[[ Provided material open ]]

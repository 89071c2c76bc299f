#![no_std]

//! # Arbitrum Bridge Executor
//!
//! Timelocked governance executor for a rollup that aliases upstream senders.
//! Messages from the upstream governance executor arrive from its aliased
//! identity, `(upstream + 0x1111000000000000000000000000000000001111) mod 2^160`
//! rendered as a contract address; only that caller may queue.
//!
//! ## Deployment
//!
//! The alias occupies a contract id with twelve leading zero bytes. Contract
//! ids are hashes, so no contract can be deployed there and nothing can sign
//! for it: `require_auth` on the alias only succeeds where the surrounding
//! host environment injects authorization for it (as the test environment
//! does). On a stock network this variant can never accept a queue call.

use soroban_sdk::{contract, contractimpl, Address, Bytes, BytesN, Env, String, Val, Vec};

use bridge_executor_base::{
    auth, executor, storage, ActionsBatch, ActionsSet, ActionsSetState, AliasAuthenticator,
    AliasEnvelope, ExecutorConfig, ExecutorError, ExecutorParams, OriginAuthenticator,
};

#[contract]
pub struct ArbitrumBridgeExecutor;

#[contractimpl]
impl ArbitrumBridgeExecutor {
    // ========================================================================
    // Initialization
    // ========================================================================

    /// Initialize the executor
    ///
    /// # Arguments
    /// * `params` - Delay bounds, grace period, guardian and native asset
    /// * `ethereum_governance_executor` - Upstream executor whose alias may queue
    pub fn initialize(
        env: Env,
        params: ExecutorParams,
        ethereum_governance_executor: BytesN<20>,
    ) -> Result<(), ExecutorError> {
        executor::initialize(&env, params)?;
        AliasAuthenticator::initialize(&env, &ethereum_governance_executor);
        Ok(())
    }

    // ========================================================================
    // Actions Set Lifecycle
    // ========================================================================

    /// Queue an actions set sent by the aliased upstream executor
    ///
    /// # Errors
    /// * `UnauthorizedEthereumExecutor` - Caller is not the aliased upstream executor
    /// * `EmptyTargets` / `InconsistentParamsLength` - Malformed action lists
    /// * `DuplicateAction` - An identical action is already queued
    pub fn queue(
        env: Env,
        caller: Address,
        targets: Vec<Address>,
        values: Vec<i128>,
        signatures: Vec<String>,
        calldatas: Vec<Bytes>,
        with_delegatecalls: Vec<bool>,
    ) -> Result<u32, ExecutorError> {
        executor::ensure_initialized(&env)?;

        let origin = AliasAuthenticator::authenticate(&env, &AliasEnvelope { caller })?;
        let batch = ActionsBatch::new(targets, values, signatures, calldatas, with_delegatecalls);

        executor::queue(&env, origin, batch)
    }

    pub fn execute(env: Env, caller: Address, actions_set_id: u32) -> Result<Vec<Val>, ExecutorError> {
        executor::execute::<AliasAuthenticator>(&env, caller, actions_set_id)
    }

    pub fn cancel(env: Env, caller: Address, actions_set_id: u32) -> Result<(), ExecutorError> {
        executor::cancel(&env, caller, actions_set_id)
    }

    pub fn receive_funds(env: Env, from: Address, amount: i128) -> Result<(), ExecutorError> {
        executor::receive_funds(&env, from, amount)
    }

    // ========================================================================
    // Self-Amendment Functions
    // ========================================================================

    pub fn update_guardian(env: Env, guardian: Address) -> Result<(), ExecutorError> {
        executor::update_guardian(&env, guardian)
    }

    pub fn update_delay(env: Env, delay: u64) -> Result<(), ExecutorError> {
        executor::update_delay(&env, delay)
    }

    pub fn update_grace_period(env: Env, grace_period: u64) -> Result<(), ExecutorError> {
        executor::update_grace_period(&env, grace_period)
    }

    pub fn update_minimum_delay(env: Env, minimum_delay: u64) -> Result<(), ExecutorError> {
        executor::update_minimum_delay(&env, minimum_delay)
    }

    pub fn update_maximum_delay(env: Env, maximum_delay: u64) -> Result<(), ExecutorError> {
        executor::update_maximum_delay(&env, maximum_delay)
    }

    pub fn update_governance_executor(
        env: Env,
        ethereum_governance_executor: BytesN<20>,
    ) -> Result<(), ExecutorError> {
        auth::update_ethereum_governance_executor(&env, ethereum_governance_executor)
    }

    pub fn upgrade(env: Env, new_wasm_hash: BytesN<32>) -> Result<(), ExecutorError> {
        executor::upgrade(&env, new_wasm_hash)
    }

    // ========================================================================
    // Query Functions
    // ========================================================================

    pub fn get_config(env: Env) -> Result<ExecutorConfig, ExecutorError> {
        executor::config(&env)
    }

    pub fn get_delay(env: Env) -> Result<u64, ExecutorError> {
        Ok(executor::config(&env)?.delay)
    }

    pub fn get_grace_period(env: Env) -> Result<u64, ExecutorError> {
        Ok(executor::config(&env)?.grace_period)
    }

    pub fn get_minimum_delay(env: Env) -> Result<u64, ExecutorError> {
        Ok(executor::config(&env)?.minimum_delay)
    }

    pub fn get_maximum_delay(env: Env) -> Result<u64, ExecutorError> {
        Ok(executor::config(&env)?.maximum_delay)
    }

    pub fn get_guardian(env: Env) -> Result<Address, ExecutorError> {
        Ok(executor::config(&env)?.guardian)
    }

    pub fn get_native_asset(env: Env) -> Result<Address, ExecutorError> {
        Ok(executor::config(&env)?.native_asset)
    }

    pub fn get_actions_set_count(env: Env) -> Result<u32, ExecutorError> {
        executor::actions_set_count(&env)
    }

    pub fn get_actions_set_by_id(env: Env, actions_set_id: u32) -> Result<ActionsSet, ExecutorError> {
        executor::actions_set(&env, actions_set_id)
    }

    pub fn get_current_state(env: Env, actions_set_id: u32) -> Result<ActionsSetState, ExecutorError> {
        executor::current_state(&env, actions_set_id)
    }

    pub fn is_action_queued(env: Env, action_hash: BytesN<32>) -> bool {
        executor::is_action_queued(&env, &action_hash)
    }

    pub fn get_governance_executor(env: Env) -> Result<BytesN<20>, ExecutorError> {
        storage::get_ethereum_governance_executor(&env)
    }

    /// Address the upstream executor appears as when calling this contract
    pub fn get_aliased_governance_executor(env: Env) -> Result<Address, ExecutorError> {
        AliasAuthenticator::aliased_ethereum_governance_executor(&env)
    }
}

[[ Provided material closed ]]

About this exercise:
Copy out only the lines of the records above from the one with "pub fn update_delay(env: Env, delay: u64)" through the one with "pub fn update_grace_period(env: Env, grace_period: u64)", exactly as they stand, both included.

Response box:
    pub fn update_delay(env: Env, delay: u64) -> Result<(), ExecutorError> {
        executor::update_delay(&env, delay)
    }

    pub fn update_grace_period(env: Env, grace_period: u64) -> Result<(), ExecutorError> {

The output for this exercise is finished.